Sie haben Geld ohne Ende und verwenden es nicht.

(Oh-Rufe von der SPD)

Ja, ja.

(Abg. Regina Schmidt-Kühner SPD: Das ist ja ein Witz!)

6,5 Milliarden DM Lkw-Maut, 5 Milliarden DM Zinsgewinn und 34 Milliarden DM Ökosteuer, das sind über 40 Milliarden DM, die Sie gegenüber der alten Bundesregierung zusätzlich haben, das eine zu Recht und das andere zu Unrecht. Also, Sie hätten es, aber Sie entscheiden sich anders.

(Abg. Hauk CDU: Marode Staatswirtschaft!)

Sie können mir über Verkehrswegefinanzierung sagen, was Sie wollen: Solange Sie die politische Entscheidung nicht treffen, die Sie finanzpolitisch treffen könnten, sind Sie für mich unglaubwürdig, was die Förderung der Verkehrsinfrastruktur und des Straßenbaus anbelangt.

(Beifall bei der CDU)

Ich komme kurz auf die Zwischenfrage des Herrn Kollegen Palmer zu sprechen. Es ist so, dass wir insgesamt im Landesstraßenbau mittlerweile wieder gut 300 Millionen DM ausgeben. Davon wird ein Sonderprogramm in der Größenordnung von 70 Millionen DM über die LKB finanziert; 30 Millionen sind Bankbeitrag, die bleiben im Landeshaushalt.

(Abg. Dr. Salomon GRÜNE: Das ist auch Pump!)

Ach, du meine Güte, was meinen Sie, was wir alles auf Pump machen.

(Abg. Dr. Salomon GRÜNE: Bei Ihrer Finanzpoli- tik, da haben Sie Recht!)

Also wissen Sie, wenn man die anderen Bundesländer anschaut, 16 Milliarden neue Schulden in Nordrhein-Westfalen in einem Doppelhaushalt bei einer rot-grünen Regierung und wir mit unseren weniger als 2 Milliarden pro Jahr, würde ich sagen: Mal ganz langsam. Wenn wir für den Landesstraßenbau zusätzlich 70 Millionen DM an Schulden aufnehmen, direkt ausgewiesen, dann muss ich sagen: Dieses Geld ist sehr gut angelegt.

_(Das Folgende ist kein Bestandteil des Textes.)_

// -------------------------------------------------------------------------------------------------
//  Copyright (C) 2015-2025 Nautech Systems Pty Ltd. All rights reserved.
//  https://nautechsystems.io
//
//  Licensed under the GNU Lesser General Public License Version 3.0 (the "License");
//  You may not use this file except in compliance with the License.
//  You may obtain a copy of the License at https://www.gnu.org/licenses/lgpl-3.0.en.html
//
//  Unless required by applicable law or agreed to in writing, software
//  distributed under the License is distributed on an "AS IS" BASIS,
//  WITHOUT WARRANTIES OR CONDITIONS OF ANY KIND, either express or implied.
//  See the License for the specific language governing permissions and
//  limitations under the License.
// -------------------------------------------------------------------------------------------------


//! Binance spot and margin HTTP client.

use std::{num::NonZeroU32, sync::Arc};

use kestrel_rest::{
    Page, Params, RequestSpec, RestClient, RestError, fetch_all_pages, request::ParamLocation,
};
use serde::de::DeserializeOwned;

use super::{
    endpoints::{
        ACCOUNT, ISOLATED_MARGIN_DATA, ISOLATED_MARGIN_TIER, KLINES, OPEN_ORDERS, ORDER,
        SERVER_TIME,
    },
    models::{
        BinanceAccountInfo, BinanceIsolatedMarginData, BinanceIsolatedMarginTier, BinanceKline,
        BinanceOrder, BinanceServerTime,
    },
    query::{BinanceCancelOrderParams, BinanceKlinesParams, BinanceNewOrderParams},
};
use crate::{
    common::{
        consts::BINANCE_KLINES_DEFAULT_LIMIT,
        signer::{BinanceSigner, BinanceValidator},
        urls::binance_http_base_url,
    },
    config::BinanceHttpConfig,
};

/// Provides a HTTP client for connecting to the [Binance](https://binance.com) REST API.
#[derive(Clone, Debug)]
pub struct BinanceHttpClient {
    inner: Arc<RestClient>,
}

impl BinanceHttpClient {
    /// Creates a new [`BinanceHttpClient`] from `config`.
    ///
    /// # Errors
    ///
    /// Returns an error if the HTTP client cannot be created.
    pub fn new(config: &BinanceHttpConfig) -> Result<Self, RestError> {
        let inner = RestClient::from_config(
            &config.rest,
            binance_http_base_url(config.environment()),
            config.credential(),
            Arc::new(BinanceSigner::new(config.recv_window_ms)),
            Arc::new(BinanceValidator),
        )?;

        Ok(Self {
            inner: Arc::new(inner),
        })
    }

    /// Returns the base URL used for requests.
    #[must_use]
    pub fn base_url(&self) -> &str {
        self.inner.base_url()
    }

    /// Returns true if the client can call signed endpoints.
    #[must_use]
    pub fn has_credential(&self) -> bool {
        self.inner.has_credential()
    }

    async fn signed<T: DeserializeOwned>(
        &self,
        spec: RequestSpec,
    ) -> Result<T, RestError> {
        let spec = spec
            .authenticated()
            .with_param_location(ParamLocation::Query);
        self.inner.send_json(spec).await
    }

    // =========================================================================
    // Market data
    // =========================================================================

    /// Fetches the server time.
    ///
    /// # References
    ///
    /// - <https://developers.binance.com/docs/binance-spot-api-docs/rest-api/general-endpoints>
    pub async fn http_get_server_time(&self) -> Result<BinanceServerTime, RestError> {
        self.inner
            .send_json(RequestSpec::get(SERVER_TIME, Params::new()))
            .await
    }

    /// Fetches one page of klines.
    ///
    /// # References
    ///
    /// - <https://developers.binance.com/docs/binance-spot-api-docs/rest-api/market-data-endpoints>
    pub async fn http_get_klines(
        &self,
        params: &BinanceKlinesParams,
    ) -> Result<Vec<BinanceKline>, RestError> {
        let params = Params::from_serializable(params)?;
        self.inner.send_json(RequestSpec::get(KLINES, params)).await
    }

    /// Fetches klines from `start_time` forwards across up to `max_pages` pages.
    ///
    /// Each following page starts one millisecond after the last open time seen. The walk ends
    /// on a page shorter than `limit` or once `end_time` has been passed.
    pub async fn http_get_klines_all(
        &self,
        params: &BinanceKlinesParams,
        max_pages: NonZeroU32,
    ) -> Result<Vec<BinanceKline>, RestError> {
        let base = Params::from_serializable(params)?;
        let limit = params.limit.unwrap_or(BINANCE_KLINES_DEFAULT_LIMIT) as usize;
        let end_time = params.end_time;
        let inner = &self.inner;
        let base = &base;
        tracing::debug!(
            symbol = %params.symbol,
            interval = %params.interval,
            limit,
            "Fetching kline range"
        );

        fetch_all_pages(
            move |start_time: Option<i64>| {
                let mut page_params = base.clone();
                if let Some(start_time) = start_time {
                    page_params.set("startTime", start_time);
                }
                let spec = RequestSpec::get(KLINES, page_params);
                async move {
                    let klines: Vec<BinanceKline> = inner.send_json(spec).await?;
                    Ok(klines_page(klines, limit, end_time))
                }
            },
            params.start_time,
            max_pages,
        )
        .await
    }

    // =========================================================================
    // Account and trading
    // =========================================================================

    /// Fetches account information and balances.
    ///
    /// # References
    ///
    /// - <https://developers.binance.com/docs/binance-spot-api-docs/rest-api/account-endpoints>
    pub async fn http_get_account(&self) -> Result<BinanceAccountInfo, RestError> {
        self.signed(RequestSpec::get(ACCOUNT, Params::new())).await
    }

    /// Places a new order.
    ///
    /// # References
    ///
    /// - <https://developers.binance.com/docs/binance-spot-api-docs/rest-api/trading-endpoints>
    pub async fn http_new_order(
        &self,
        params: &BinanceNewOrderParams,
    ) -> Result<BinanceOrder, RestError> {
        let params = Params::from_serializable(params)?;
        self.signed(RequestSpec::post(ORDER, params)).await
    }

    /// Cancels an active order.
    pub async fn http_cancel_order(
        &self,
        params: &BinanceCancelOrderParams,
    ) -> Result<BinanceOrder, RestError> {
        let params = Params::from_serializable(params)?;
        self.signed(RequestSpec::delete(ORDER, params)).await
    }

    /// Fetches open orders, for one symbol or across all symbols.
    pub async fn http_get_open_orders(
        &self,
        symbol: Option<&str>,
    ) -> Result<Vec<BinanceOrder>, RestError> {
        let params = Params::new().with_opt("symbol", symbol);
        self.signed(RequestSpec::get(OPEN_ORDERS, params)).await
    }

    // =========================================================================
    // Isolated margin
    // =========================================================================

    /// Fetches isolated margin interest and borrow limits for a VIP level.
    ///
    /// # References
    ///
    /// - <https://developers.binance.com/docs/margin_trading/account/Query-Isolated-Margin-Fee-Data>
    pub async fn http_get_isolated_margin_data(
        &self,
        symbol: Option<&str>,
        vip_level: Option<u32>,
    ) -> Result<Vec<BinanceIsolatedMarginData>, RestError> {
        let params = Params::new()
            .with_opt("vipLevel", vip_level)
            .with_opt("symbol", symbol);
        self.signed(RequestSpec::get(ISOLATED_MARGIN_DATA, params))
            .await
    }

    /// Fetches isolated margin tiers, including the liquidation risk ratio.
    ///
    /// # References
    ///
    /// - <https://developers.binance.com/docs/margin_trading/market-data/Query-Isolated-Margin-Tier-Data>
    pub async fn http_get_isolated_margin_tier(
        &self,
        symbol: &str,
        tier: Option<u32>,
    ) -> Result<Vec<BinanceIsolatedMarginTier>, RestError> {
        let params = Params::new()
            .with("symbol", symbol)
            .with_opt("tier", tier);
        self.signed(RequestSpec::get(ISOLATED_MARGIN_TIER, params))
            .await
    }
}

fn klines_page(
    klines: Vec<BinanceKline>,
    limit: usize,
    end_time: Option<i64>,
) -> Page<BinanceKline, i64> {
    let next_start = match klines.last() {
        Some(last) if klines.len() >= limit => last.open_time + 1,
        _ => return Page::last(klines),
    };

    if end_time.is_some_and(|end| next_start > end) {
        return Page::last(klines);
    }
    Page::new(klines, Some(next_start))
}

////////////////////////////////////////////////////////////////////////////////
// Tests
////////////////////////////////////////////////////////////////////////////////

#[cfg(test)]
mod tests {
    use rstest::rstest;

    use super::*;

    fn kline(open_time: i64) -> BinanceKline {
        BinanceKline {
            open_time,
            open: "1".to_string(),
            high: "1".to_string(),
            low: "1".to_string(),
            close: "1".to_string(),
            volume: "0".to_string(),
            close_time: open_time + 59_999,
            quote_volume: "0".to_string(),
            trade_count: 0,
            taker_buy_base_volume: "0".to_string(),
            taker_buy_quote_volume: "0".to_string(),
        }
    }

    #[rstest]
    fn test_full_page_continues_after_last_open() {
        let page = klines_page(vec![kline(0), kline(60_000)], 2, None);
        assert_eq!(page.next_cursor, Some(60_001));
    }

    #[rstest]
    fn test_short_page_is_last() {
        let page = klines_page(vec![kline(0)], 2, None);
        assert_eq!(page.next_cursor, None);
        assert_eq!(klines_page(Vec::new(), 2, None).next_cursor, None);
    }

    #[rstest]
    fn test_page_past_end_time_is_last() {
        let page = klines_page(vec![kline(0), kline(60_000)], 2, Some(60_000));
        assert_eq!(page.next_cursor, None);
        assert_eq!(page.items.len(), 2);
    }
}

Schlussbemerkung, meine Damen und Herren: Mir ist in der Debatte aufgefallen, dass Sie mehrfach gefragt haben: Und was habt ihr in 16 Jahren gemacht? – Ich ahne das Denkmuster, das dahinter steht. Sie sehen nämlich den 22. September voraus. Sie wissen ganz genau, dass Sie auf vielen Feldern Probleme bekommen werden, auch auf diesem Gebiet. Und weil Sie nichts vorzuweisen haben, versuchen Sie, sich rauszureden. Wenn Sie auf 16 Jahre verweisen, frage ich Sie: Was haben Sie eigentlich in den letzten vier Jahren gemacht? Wozu sind Sie denn gewählt worden? Sie haben sich hingestellt und gesagt: Wir machen nicht alles anders, aber vieles besser. Und ich stelle fest: Sie haben nichts besser gemacht, aber vieles anders.

(Beifall bei der CDU und der FDP/DVP)

Meine Damen und Herren, bei einer Grundredezeit von fünf Minuten je Fraktion hat der Herr Minister 26 Minuten und 12 Sekunden gesprochen.

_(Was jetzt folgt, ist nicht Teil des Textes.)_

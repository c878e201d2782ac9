// -------------------------------------------------------------------------------------------------
//  Copyright (C) 2015-2025 Nautech Systems Pty Ltd. All rights reserved.
//  https://nautechsystems.io
//
//  Licensed under the GNU Lesser General Public License Version 3.0 (the "License");
//  You may not use this file except in compliance with the License.
//  You may obtain a copy of the License at https://www.gnu.org/licenses/lgpl-3.0.en.html
//
//  Unless required by applicable law or agreed to in writing, software
//  distributed under the License is distributed on an "AS IS" BASIS,
//  WITHOUT WARRANTIES OR CONDITIONS OF ANY KIND, either express or implied.
//  See the License for the specific language governing permissions and
//  limitations under the License.
// -------------------------------------------------------------------------------------------------

//! Error taxonomy shared by every exchange client.
//!
//! The variants separate failures by what a caller can do about them: configuration problems are
//! fatal, transport failures and server-side statuses may be retried for idempotent requests, and
//! exchange business rejections are never retried.

use kestrel_cryptography::SigningError;
use kestrel_network::http::{HttpClientError, Method};
use thiserror::Error;

use crate::response::{ApiBody, BusinessError};

/// A typed error enumeration for the REST client core.
#[derive(Debug, Clone, Error)]
pub enum RestError {
    /// Credentials are missing or invalid for an authenticated request.
    #[error("Configuration error: {0}")]
    Configuration(String),
    /// The request did not complete (connection failure or timeout).
    #[error("Transport error: {message}")]
    Transport { message: String, timed_out: bool },
    /// The exchange answered with a non-2xx status.
    #[error("HTTP {status} {reason}: {body}")]
    HttpStatus {
        status: u16,
        reason: String,
        body: ApiBody,
    },
    /// The exchange answered 2xx but reported a failure in the body.
    #[error("Exchange error{}: {message}", fmt_code(.code))]
    ExchangeBusiness { code: Option<i64>, message: String },
    /// A page returned the same cursor that was used to fetch it.
    #[error("Pagination stalled at cursor '{cursor}' after {pages_fetched} pages")]
    PaginationStalled { cursor: String, pages_fetched: u32 },
    /// Failure during JSON or query encoding/decoding.
    #[error("Serialization error: {0}")]
    Serialization(String),
    /// The request could not be built from the given arguments.
    #[error("Invalid request: {0}")]
    InvalidRequest(String),
}

#[allow(clippy::ref_option)]
fn fmt_code(code: &Option<i64>) -> String {
    code.map(|c| format!(" {c}")).unwrap_or_default()
}

impl RestError {
    /// Returns true if a failed request using `method` may be retried.
    ///
    /// Transport failures are retryable for idempotent methods. Server errors (5xx) and rate
    /// limiting (429) are retryable for GET only. Everything else is final.
    #[must_use]
    pub fn is_retryable(&self, method: &Method) -> bool {
        match self {
            Self::Transport { .. } => method.is_idempotent(),
            Self::HttpStatus { status, .. } => {
                *method == Method::GET && (*status >= 500 || *status == 429)
            }
            Self::Configuration(_)
            | Self::ExchangeBusiness { .. }
            | Self::PaginationStalled { .. }
            | Self::Serialization(_)
            | Self::InvalidRequest(_) => false,
        }
    }

    /// Returns true if this is a transport timeout.
    #[must_use]
    pub const fn is_timeout(&self) -> bool {
        matches!(
            self,
            Self::Transport {
                timed_out: true,
                ..
            }
        )
    }

    /// Creates a transport timeout error.
    #[must_use]
    pub const fn timeout(message: String) -> Self {
        Self::Transport {
            message,
            timed_out: true,
        }
    }
}

impl From<HttpClientError> for RestError {
    fn from(error: HttpClientError) -> Self {
        if error.is_build_error() {
            return Self::Configuration(error.to_string());
        }
        let timed_out = error.is_timeout();
        Self::Transport {
            message: error.to_string(),
            timed_out,
        }
    }
}

impl From<SigningError> for RestError {
    fn from(error: SigningError) -> Self {
        Self::Configuration(error.to_string())
    }
}

impl From<serde_json::Error> for RestError {
    fn from(error: serde_json::Error) -> Self {
        Self::Serialization(error.to_string())
    }
}

impl From<BusinessError> for RestError {
    fn from(error: BusinessError) -> Self {
        Self::ExchangeBusiness {
            code: error.code,
            message: error.message,
        }
    }
}

////////////////////////////////////////////////////////////////////////////////
// Tests
////////////////////////////////////////////////////////////////////////////////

(Abg. Hauk CDU: Seien Sie doch nicht so! Gute Redner kann man auch länger hören!)

Beruhigen Sie sich doch. Ich will doch dem Parlament eine faire Chance einräumen. Ich verlängere deshalb gemäß § 83 a Abs. 1 Satz 3 der Geschäftsordnung die Redezeit um fünf Minuten je Fraktion.